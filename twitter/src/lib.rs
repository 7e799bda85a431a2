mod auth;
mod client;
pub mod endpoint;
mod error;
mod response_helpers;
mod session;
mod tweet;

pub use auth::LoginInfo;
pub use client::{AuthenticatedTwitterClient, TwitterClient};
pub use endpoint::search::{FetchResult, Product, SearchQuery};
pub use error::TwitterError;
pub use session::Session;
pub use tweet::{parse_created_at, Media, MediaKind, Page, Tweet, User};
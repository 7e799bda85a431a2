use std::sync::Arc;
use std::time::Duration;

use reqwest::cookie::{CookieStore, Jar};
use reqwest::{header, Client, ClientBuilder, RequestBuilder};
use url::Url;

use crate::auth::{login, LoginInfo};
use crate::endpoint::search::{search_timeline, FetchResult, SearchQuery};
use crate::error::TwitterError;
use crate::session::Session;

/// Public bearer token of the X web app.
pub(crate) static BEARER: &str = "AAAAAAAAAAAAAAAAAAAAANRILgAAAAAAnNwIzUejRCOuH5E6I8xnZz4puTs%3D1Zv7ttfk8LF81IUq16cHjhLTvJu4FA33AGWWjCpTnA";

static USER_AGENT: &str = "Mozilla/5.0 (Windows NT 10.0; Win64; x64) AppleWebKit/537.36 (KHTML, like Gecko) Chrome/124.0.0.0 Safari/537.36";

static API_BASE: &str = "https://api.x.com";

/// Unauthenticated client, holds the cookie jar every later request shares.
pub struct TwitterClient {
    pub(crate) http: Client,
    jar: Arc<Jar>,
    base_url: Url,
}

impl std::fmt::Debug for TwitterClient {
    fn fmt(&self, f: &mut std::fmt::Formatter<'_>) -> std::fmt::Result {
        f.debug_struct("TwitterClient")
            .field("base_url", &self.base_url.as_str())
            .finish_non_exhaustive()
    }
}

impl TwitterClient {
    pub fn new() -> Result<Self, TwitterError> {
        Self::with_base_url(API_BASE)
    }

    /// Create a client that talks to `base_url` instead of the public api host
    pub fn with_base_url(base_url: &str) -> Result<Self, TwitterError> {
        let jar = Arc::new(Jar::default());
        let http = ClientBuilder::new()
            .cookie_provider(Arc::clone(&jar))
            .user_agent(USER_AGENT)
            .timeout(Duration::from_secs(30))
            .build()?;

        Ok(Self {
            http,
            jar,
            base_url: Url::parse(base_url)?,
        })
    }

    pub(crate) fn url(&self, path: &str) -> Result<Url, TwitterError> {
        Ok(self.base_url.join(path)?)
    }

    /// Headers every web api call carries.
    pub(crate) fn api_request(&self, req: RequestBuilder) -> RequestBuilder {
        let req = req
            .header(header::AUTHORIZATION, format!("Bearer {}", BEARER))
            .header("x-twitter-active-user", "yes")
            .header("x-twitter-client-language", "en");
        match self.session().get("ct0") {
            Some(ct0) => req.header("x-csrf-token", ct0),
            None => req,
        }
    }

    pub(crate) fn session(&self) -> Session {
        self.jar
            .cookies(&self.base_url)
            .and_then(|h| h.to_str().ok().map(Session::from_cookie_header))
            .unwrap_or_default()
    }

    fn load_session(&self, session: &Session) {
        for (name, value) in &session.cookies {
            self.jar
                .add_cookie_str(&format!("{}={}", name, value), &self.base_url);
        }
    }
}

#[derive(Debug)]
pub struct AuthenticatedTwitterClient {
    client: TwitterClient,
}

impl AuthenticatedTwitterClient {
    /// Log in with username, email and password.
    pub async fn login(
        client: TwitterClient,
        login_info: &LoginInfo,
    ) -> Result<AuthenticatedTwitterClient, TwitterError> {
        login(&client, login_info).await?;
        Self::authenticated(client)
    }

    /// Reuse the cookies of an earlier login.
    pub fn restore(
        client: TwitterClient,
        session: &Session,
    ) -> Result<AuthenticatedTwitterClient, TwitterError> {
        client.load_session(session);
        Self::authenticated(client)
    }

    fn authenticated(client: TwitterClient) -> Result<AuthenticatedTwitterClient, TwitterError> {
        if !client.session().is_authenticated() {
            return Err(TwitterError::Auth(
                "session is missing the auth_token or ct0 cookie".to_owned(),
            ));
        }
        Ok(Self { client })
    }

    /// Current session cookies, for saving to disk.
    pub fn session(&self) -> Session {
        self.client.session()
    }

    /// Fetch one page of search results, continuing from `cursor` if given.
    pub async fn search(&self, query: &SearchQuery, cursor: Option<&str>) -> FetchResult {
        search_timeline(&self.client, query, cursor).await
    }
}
...
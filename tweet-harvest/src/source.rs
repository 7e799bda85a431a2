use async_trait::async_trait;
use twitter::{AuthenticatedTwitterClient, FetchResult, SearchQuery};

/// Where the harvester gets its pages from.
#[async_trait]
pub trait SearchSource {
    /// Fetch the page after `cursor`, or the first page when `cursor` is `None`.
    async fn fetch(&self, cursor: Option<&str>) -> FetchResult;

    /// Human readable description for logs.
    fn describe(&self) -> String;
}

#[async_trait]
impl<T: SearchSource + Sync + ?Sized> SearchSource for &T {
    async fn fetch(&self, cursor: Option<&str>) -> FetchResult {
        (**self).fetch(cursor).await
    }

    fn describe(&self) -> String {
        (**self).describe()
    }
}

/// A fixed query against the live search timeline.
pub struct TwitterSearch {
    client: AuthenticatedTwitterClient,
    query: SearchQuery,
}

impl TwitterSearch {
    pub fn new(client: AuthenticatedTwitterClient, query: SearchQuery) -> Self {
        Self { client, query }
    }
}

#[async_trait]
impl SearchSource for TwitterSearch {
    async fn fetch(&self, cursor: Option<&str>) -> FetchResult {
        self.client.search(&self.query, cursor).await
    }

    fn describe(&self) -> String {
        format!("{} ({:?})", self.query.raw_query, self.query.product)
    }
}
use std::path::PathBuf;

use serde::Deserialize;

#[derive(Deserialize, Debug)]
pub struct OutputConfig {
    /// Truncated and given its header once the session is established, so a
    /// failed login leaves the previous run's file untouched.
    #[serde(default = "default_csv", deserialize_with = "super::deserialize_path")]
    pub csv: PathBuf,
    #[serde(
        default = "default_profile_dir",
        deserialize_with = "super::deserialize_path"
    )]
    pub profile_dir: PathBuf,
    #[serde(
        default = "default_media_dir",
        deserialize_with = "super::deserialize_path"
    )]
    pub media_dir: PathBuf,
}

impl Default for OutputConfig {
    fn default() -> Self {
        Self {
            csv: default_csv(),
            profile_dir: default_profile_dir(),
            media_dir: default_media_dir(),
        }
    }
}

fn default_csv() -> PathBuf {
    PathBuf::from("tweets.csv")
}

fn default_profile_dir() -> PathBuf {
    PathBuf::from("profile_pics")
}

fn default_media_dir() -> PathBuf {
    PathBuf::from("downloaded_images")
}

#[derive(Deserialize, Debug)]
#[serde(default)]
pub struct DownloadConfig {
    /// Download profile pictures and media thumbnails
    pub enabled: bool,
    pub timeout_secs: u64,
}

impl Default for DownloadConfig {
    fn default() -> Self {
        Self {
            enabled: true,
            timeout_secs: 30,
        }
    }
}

#### Assignment
List every line above containing the word "FetchResult".

#### Exercise result
pub use endpoint::search::{FetchResult, Product, SearchQuery};
use crate::endpoint::search::{search_timeline, FetchResult, SearchQuery};
    pub async fn search(&self, query: &SearchQuery, cursor: Option<&str>) -> FetchResult {
use twitter::{AuthenticatedTwitterClient, FetchResult, SearchQuery};
    async fn fetch(&self, cursor: Option<&str>) -> FetchResult;
    async fn fetch(&self, cursor: Option<&str>) -> FetchResult {
    async fn fetch(&self, cursor: Option<&str>) -> FetchResult {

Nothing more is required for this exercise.